**About this task**
How many lines in the data below have the string "report"? Reply with the number alone.

(Stored data entries)
+---+
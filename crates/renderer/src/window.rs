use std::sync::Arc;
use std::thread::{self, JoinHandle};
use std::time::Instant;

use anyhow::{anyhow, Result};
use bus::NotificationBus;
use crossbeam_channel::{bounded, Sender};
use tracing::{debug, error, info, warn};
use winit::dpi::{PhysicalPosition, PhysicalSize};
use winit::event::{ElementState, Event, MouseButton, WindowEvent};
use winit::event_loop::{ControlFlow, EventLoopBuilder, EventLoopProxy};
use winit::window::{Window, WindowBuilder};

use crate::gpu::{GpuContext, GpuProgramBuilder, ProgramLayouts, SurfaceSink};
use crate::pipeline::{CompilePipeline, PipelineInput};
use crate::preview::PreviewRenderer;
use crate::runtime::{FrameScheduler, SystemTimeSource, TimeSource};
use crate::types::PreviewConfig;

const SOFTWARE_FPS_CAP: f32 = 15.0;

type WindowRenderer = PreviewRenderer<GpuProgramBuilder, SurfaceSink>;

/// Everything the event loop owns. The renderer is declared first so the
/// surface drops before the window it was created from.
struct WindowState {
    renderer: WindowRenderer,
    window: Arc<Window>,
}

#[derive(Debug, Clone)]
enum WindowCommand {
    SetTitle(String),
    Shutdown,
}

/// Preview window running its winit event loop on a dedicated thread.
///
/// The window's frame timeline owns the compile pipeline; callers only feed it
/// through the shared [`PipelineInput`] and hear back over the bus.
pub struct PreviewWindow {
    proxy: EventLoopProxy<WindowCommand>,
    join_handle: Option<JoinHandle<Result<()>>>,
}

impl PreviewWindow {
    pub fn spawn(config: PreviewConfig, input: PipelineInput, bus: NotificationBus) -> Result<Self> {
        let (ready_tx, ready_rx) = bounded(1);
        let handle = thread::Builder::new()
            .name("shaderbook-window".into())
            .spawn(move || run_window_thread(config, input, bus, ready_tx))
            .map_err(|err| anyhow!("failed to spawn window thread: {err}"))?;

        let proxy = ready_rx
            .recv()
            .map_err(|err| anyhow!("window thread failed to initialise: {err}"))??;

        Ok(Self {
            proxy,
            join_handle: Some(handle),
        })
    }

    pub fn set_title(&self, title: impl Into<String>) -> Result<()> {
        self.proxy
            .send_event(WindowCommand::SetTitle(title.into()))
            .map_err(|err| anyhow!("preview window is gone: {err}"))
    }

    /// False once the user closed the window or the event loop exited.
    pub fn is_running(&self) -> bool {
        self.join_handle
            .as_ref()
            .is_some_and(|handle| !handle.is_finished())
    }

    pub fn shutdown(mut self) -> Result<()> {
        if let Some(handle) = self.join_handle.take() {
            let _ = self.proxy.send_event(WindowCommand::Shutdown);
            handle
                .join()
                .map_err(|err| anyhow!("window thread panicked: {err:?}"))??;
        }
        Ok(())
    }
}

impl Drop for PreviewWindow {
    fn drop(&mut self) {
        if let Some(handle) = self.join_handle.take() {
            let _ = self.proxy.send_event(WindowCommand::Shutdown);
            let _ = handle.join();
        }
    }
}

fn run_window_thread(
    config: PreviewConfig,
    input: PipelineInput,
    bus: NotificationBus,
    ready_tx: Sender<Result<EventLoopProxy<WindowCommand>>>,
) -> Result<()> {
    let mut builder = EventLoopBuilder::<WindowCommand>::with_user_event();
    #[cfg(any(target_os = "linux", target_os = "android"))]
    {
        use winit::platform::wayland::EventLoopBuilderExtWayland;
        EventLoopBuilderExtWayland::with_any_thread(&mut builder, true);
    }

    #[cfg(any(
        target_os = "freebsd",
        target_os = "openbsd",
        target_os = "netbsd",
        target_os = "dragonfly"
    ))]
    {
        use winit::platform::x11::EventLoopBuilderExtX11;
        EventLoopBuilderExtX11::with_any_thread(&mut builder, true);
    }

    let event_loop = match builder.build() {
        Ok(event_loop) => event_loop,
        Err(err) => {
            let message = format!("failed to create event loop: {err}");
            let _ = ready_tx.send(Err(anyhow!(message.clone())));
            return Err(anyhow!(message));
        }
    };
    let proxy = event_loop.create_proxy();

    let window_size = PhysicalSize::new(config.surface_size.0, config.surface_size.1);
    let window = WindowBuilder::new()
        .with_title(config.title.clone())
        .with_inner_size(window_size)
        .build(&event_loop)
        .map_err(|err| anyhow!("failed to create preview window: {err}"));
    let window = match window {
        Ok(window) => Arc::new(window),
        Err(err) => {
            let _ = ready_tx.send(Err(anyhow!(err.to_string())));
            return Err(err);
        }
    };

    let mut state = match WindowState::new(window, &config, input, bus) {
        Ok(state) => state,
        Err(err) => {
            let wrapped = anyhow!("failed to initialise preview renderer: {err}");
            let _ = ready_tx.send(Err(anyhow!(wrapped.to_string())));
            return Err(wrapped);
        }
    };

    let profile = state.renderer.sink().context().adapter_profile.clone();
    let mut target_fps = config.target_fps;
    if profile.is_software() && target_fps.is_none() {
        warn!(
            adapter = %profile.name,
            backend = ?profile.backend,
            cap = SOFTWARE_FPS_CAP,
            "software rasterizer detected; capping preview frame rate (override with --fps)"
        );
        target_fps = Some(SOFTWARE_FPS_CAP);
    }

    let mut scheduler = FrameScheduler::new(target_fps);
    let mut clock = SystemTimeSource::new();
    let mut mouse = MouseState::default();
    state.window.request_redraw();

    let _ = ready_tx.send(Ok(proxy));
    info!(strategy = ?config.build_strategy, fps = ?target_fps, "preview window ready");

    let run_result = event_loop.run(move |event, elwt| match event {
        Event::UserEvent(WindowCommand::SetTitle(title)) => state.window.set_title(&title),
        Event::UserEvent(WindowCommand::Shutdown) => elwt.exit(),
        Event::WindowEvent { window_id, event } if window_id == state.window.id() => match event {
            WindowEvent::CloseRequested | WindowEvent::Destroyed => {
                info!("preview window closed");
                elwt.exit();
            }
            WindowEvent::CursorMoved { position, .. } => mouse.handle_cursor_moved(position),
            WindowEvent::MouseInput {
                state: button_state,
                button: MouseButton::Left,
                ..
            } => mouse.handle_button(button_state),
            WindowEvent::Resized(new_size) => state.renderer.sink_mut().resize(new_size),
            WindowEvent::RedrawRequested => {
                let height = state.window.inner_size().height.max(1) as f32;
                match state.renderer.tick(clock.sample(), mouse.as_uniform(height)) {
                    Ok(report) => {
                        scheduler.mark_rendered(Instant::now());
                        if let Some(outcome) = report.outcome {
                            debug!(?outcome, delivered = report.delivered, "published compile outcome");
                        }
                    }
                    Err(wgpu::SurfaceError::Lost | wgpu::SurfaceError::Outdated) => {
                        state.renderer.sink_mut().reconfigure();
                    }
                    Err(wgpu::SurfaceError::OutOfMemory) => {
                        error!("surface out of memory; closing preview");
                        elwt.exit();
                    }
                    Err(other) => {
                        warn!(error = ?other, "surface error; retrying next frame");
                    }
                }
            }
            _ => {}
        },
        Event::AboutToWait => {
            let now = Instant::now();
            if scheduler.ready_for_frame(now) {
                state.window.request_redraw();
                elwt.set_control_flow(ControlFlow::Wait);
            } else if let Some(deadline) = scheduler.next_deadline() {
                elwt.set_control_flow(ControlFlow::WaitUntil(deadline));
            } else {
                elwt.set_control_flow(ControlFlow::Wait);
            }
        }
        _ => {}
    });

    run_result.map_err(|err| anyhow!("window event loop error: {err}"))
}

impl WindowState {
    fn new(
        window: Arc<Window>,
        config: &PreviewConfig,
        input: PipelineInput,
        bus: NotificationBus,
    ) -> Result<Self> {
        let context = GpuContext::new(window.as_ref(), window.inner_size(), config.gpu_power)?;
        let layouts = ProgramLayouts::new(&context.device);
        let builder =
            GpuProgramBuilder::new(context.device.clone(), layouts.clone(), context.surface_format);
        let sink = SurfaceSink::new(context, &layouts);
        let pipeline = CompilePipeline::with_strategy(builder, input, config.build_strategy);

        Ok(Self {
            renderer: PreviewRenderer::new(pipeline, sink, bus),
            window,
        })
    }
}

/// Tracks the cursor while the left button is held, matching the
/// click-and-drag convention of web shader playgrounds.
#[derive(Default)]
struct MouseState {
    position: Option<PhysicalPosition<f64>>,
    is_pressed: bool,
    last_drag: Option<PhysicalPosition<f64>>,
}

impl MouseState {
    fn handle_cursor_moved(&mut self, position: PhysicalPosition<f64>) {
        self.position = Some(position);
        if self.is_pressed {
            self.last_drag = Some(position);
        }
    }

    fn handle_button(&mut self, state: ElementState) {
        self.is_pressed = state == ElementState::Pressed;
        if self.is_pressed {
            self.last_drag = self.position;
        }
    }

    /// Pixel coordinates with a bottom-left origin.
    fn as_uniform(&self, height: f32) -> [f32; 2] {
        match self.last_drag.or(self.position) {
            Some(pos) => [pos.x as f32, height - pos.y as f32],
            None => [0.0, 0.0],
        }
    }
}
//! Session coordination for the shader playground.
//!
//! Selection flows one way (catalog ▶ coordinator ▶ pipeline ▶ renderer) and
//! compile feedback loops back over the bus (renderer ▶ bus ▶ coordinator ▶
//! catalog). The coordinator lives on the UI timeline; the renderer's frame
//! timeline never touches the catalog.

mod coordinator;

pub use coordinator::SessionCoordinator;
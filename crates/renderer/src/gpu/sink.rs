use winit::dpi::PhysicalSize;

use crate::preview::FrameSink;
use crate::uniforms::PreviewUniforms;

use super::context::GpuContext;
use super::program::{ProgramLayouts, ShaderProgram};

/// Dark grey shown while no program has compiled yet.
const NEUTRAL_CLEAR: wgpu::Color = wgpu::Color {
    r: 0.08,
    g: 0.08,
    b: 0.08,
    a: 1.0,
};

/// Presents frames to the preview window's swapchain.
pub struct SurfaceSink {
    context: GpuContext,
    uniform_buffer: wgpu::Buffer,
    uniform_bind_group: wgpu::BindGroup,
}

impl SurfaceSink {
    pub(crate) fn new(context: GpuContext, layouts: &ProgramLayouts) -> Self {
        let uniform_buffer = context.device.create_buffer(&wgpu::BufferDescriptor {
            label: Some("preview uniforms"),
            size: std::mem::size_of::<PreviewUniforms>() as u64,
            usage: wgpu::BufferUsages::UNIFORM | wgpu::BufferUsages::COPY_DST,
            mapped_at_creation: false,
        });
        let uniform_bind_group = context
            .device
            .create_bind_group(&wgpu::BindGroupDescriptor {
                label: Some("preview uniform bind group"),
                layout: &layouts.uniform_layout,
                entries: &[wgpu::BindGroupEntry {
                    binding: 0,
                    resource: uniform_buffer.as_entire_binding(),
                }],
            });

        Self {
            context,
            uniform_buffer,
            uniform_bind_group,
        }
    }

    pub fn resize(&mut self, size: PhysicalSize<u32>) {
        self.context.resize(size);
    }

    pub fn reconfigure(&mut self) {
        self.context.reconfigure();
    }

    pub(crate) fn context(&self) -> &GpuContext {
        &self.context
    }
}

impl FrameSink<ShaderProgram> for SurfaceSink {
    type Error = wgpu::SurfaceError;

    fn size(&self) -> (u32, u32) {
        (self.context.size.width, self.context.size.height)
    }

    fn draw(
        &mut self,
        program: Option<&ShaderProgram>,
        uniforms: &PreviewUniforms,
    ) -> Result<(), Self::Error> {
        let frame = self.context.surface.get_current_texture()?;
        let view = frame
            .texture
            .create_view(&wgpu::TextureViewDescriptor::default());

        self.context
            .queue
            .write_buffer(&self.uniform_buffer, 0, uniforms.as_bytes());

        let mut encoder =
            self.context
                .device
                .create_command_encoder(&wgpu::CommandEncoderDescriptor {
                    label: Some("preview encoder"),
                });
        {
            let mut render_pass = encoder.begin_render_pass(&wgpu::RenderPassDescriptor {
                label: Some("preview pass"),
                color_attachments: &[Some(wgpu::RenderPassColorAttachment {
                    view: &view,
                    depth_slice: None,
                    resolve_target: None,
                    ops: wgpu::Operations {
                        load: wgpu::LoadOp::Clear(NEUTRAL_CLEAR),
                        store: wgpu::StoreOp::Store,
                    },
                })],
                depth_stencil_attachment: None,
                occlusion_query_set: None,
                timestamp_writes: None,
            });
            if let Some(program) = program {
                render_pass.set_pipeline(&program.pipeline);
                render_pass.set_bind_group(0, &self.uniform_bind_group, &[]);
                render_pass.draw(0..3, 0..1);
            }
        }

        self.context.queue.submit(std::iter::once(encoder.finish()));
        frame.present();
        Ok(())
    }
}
+---+
**Solved problem**
3